_About this task_. Restating the records exactly is the whole task.

(Data extracted from a collection)
• • • •

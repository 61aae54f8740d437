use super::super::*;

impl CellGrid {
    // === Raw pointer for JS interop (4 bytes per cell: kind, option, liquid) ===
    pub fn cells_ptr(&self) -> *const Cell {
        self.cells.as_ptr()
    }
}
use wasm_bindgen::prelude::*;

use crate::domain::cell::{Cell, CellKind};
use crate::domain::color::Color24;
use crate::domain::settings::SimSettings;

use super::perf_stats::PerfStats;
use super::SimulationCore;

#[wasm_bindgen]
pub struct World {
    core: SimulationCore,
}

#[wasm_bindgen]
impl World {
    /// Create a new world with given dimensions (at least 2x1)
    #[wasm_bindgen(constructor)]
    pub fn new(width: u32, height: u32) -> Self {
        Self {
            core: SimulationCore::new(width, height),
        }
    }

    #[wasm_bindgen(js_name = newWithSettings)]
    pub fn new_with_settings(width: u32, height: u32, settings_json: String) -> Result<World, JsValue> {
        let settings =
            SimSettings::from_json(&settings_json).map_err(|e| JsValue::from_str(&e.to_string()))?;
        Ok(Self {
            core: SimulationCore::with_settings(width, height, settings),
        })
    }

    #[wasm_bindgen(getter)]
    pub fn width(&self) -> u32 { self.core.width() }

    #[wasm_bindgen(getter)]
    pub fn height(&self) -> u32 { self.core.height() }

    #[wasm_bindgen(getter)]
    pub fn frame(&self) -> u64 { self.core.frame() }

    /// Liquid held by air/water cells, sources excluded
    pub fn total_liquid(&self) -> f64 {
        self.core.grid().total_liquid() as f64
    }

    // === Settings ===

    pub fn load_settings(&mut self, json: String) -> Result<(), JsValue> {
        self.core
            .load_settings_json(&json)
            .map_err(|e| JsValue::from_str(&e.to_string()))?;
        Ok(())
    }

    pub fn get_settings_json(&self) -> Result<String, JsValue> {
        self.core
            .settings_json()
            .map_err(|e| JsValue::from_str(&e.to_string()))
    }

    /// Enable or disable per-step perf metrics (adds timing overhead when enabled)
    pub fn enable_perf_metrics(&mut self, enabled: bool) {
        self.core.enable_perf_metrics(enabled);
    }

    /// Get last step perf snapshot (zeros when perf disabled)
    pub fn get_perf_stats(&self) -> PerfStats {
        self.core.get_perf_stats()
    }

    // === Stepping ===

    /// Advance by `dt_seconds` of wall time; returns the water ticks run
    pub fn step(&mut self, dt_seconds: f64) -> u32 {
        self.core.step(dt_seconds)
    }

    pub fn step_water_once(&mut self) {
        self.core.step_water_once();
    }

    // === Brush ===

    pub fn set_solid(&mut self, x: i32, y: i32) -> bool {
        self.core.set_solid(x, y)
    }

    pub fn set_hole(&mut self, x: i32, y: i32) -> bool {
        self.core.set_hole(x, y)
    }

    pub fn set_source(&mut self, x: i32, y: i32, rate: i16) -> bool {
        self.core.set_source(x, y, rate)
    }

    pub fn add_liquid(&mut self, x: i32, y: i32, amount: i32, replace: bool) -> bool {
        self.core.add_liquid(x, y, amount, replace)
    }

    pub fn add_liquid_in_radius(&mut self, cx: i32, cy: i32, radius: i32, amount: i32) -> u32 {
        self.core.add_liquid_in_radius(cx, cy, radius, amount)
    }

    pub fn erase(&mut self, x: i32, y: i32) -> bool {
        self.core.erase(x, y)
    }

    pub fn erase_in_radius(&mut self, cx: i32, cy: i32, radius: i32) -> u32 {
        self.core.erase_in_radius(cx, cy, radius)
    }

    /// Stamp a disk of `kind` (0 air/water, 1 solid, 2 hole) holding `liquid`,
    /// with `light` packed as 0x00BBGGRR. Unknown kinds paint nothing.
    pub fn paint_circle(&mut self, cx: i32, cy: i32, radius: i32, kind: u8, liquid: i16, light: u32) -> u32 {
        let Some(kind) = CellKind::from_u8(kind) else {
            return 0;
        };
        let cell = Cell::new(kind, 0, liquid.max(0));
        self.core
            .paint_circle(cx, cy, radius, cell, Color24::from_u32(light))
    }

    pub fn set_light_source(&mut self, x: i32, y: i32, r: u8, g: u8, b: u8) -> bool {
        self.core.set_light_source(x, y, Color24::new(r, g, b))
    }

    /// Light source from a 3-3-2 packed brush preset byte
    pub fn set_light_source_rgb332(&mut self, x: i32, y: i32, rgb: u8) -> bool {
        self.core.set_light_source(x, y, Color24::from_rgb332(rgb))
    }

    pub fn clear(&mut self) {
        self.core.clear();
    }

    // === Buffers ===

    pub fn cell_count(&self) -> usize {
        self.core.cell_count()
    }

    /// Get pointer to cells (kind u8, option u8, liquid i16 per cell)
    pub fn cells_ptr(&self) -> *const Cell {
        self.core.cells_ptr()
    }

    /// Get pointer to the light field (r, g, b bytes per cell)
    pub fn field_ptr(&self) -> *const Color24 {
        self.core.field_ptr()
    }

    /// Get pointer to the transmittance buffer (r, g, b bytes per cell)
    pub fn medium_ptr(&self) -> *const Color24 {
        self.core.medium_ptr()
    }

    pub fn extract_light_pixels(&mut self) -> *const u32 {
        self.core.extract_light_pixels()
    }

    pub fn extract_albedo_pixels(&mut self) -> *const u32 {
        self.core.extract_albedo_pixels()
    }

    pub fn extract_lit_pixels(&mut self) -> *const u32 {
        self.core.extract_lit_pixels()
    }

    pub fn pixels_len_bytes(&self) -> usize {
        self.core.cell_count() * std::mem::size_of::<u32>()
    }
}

• • • •

_Exercise solution_.
repository 61aae54f8740d437
use super::super::*;

impl CellGrid {
    // === Raw pointer for JS interop (4 bytes per cell: kind, option, liquid) ===
    pub fn cells_ptr(&self) -> *const Cell {
        self.cells.as_ptr()
    }
}
use wasm_bindgen::prelude::*;

use crate::domain::cell::{Cell, CellKind};
use crate::domain::color::Color24;
use crate::domain::settings::SimSettings;

use super::perf_stats::PerfStats;
use super::SimulationCore;

#[wasm_bindgen]
pub struct World {
    core: SimulationCore,
}

#[wasm_bindgen]
impl World {
    /// Create a new world with given dimensions (at least 2x1)
    #[wasm_bindgen(constructor)]
    pub fn new(width: u32, height: u32) -> Self {
        Self {
            core: SimulationCore::new(width, height),
        }
    }

    #[wasm_bindgen(js_name = newWithSettings)]
    pub fn new_with_settings(width: u32, height: u32, settings_json: String) -> Result<World, JsValue> {
        let settings =
            SimSettings::from_json(&settings_json).map_err(|e| JsValue::from_str(&e.to_string()))?;
        Ok(Self {
            core: SimulationCore::with_settings(width, height, settings),
        })
    }

    #[wasm_bindgen(getter)]
    pub fn width(&self) -> u32 { self.core.width() }

    #[wasm_bindgen(getter)]
    pub fn height(&self) -> u32 { self.core.height() }

    #[wasm_bindgen(getter)]
    pub fn frame(&self) -> u64 { self.core.frame() }

    /// Liquid held by air/water cells, sources excluded
    pub fn total_liquid(&self) -> f64 {
        self.core.grid().total_liquid() as f64
    }

    // === Settings ===

    pub fn load_settings(&mut self, json: String) -> Result<(), JsValue> {
        self.core
            .load_settings_json(&json)
            .map_err(|e| JsValue::from_str(&e.to_string()))?;
        Ok(())
    }

    pub fn get_settings_json(&self) -> Result<String, JsValue> {
        self.core
            .settings_json()
            .map_err(|e| JsValue::from_str(&e.to_string()))
    }

    /// Enable or disable per-step perf metrics (adds timing overhead when enabled)
    pub fn enable_perf_metrics(&mut self, enabled: bool) {
        self.core.enable_perf_metrics(enabled);
    }

    /// Get last step perf snapshot (zeros when perf disabled)
    pub fn get_perf_stats(&self) -> PerfStats {
        self.core.get_perf_stats()
    }

    // === Stepping ===

    /// Advance by `dt_seconds` of wall time; returns the water ticks run
    pub fn step(&mut self, dt_seconds: f64) -> u32 {
        self.core.step(dt_seconds)
    }

    pub fn step_water_once(&mut self) {
        self.core.step_water_once();
    }

    // === Brush ===

    pub fn set_solid(&mut self, x: i32, y: i32) -> bool {
        self.core.set_solid(x, y)
    }

    pub fn set_hole(&mut self, x: i32, y: i32) -> bool {
        self.core.set_hole(x, y)
    }

    pub fn set_source(&mut self, x: i32, y: i32, rate: i16) -> bool {
        self.core.set_source(x, y, rate)
    }

    pub fn add_liquid(&mut self, x: i32, y: i32, amount: i32, replace: bool) -> bool {
        self.core.add_liquid(x, y, amount, replace)
    }

    pub fn add_liquid_in_radius(&mut self, cx: i32, cy: i32, radius: i32, amount: i32) -> u32 {
        self.core.add_liquid_in_radius(cx, cy, radius, amount)
    }

    pub fn erase(&mut self, x: i32, y: i32) -> bool {
        self.core.erase(x, y)
    }

    pub fn erase_in_radius(&mut self, cx: i32, cy: i32, radius: i32) -> u32 {
        self.core.erase_in_radius(cx, cy, radius)
    }

    /// Stamp a disk of `kind` (0 air/water, 1 solid, 2 hole) holding `liquid`,
    /// with `light` packed as 0x00BBGGRR. Unknown kinds paint nothing.
    pub fn paint_circle(&mut self, cx: i32, cy: i32, radius: i32, kind: u8, liquid: i16, light: u32) -> u32 {
        let Some(kind) = CellKind::from_u8(kind) else {
            return 0;
        };
        let cell = Cell::new(kind, 0, liquid.max(0));
        self.core
            .paint_circle(cx, cy, radius, cell, Color24::from_u32(light))
    }

    pub fn set_light_source(&mut self, x: i32, y: i32, r: u8, g: u8, b: u8) -> bool {
        self.core.set_light_source(x, y, Color24::new(r, g, b))
    }

    /// Light source from a 3-3-2 packed brush preset byte
    pub fn set_light_source_rgb332(&mut self, x: i32, y: i32, rgb: u8) -> bool {
        self.core.set_light_source(x, y, Color24::from_rgb332(rgb))
    }

    pub fn clear(&mut self) {
        self.core.clear();
    }

    // === Buffers ===

    pub fn cell_count(&self) -> usize {
        self.core.cell_count()
    }

    /// Get pointer to cells (kind u8, option u8, liquid i16 per cell)
    pub fn cells_ptr(&self) -> *const Cell {
        self.core.cells_ptr()
    }

    /// Get pointer to the light field (r, g, b bytes per cell)
    pub fn field_ptr(&self) -> *const Color24 {
        self.core.field_ptr()
    }

    /// Get pointer to the transmittance buffer (r, g, b bytes per cell)
    pub fn medium_ptr(&self) -> *const Color24 {
        self.core.medium_ptr()
    }

    pub fn extract_light_pixels(&mut self) -> *const u32 {
        self.core.extract_light_pixels()
    }

    pub fn extract_albedo_pixels(&mut self) -> *const u32 {
        self.core.extract_albedo_pixels()
    }

    pub fn extract_lit_pixels(&mut self) -> *const u32 {
        self.core.extract_lit_pixels()
    }

    pub fn pixels_len_bytes(&self) -> usize {
        self.core.cell_count() * std::mem::size_of::<u32>()
    }
}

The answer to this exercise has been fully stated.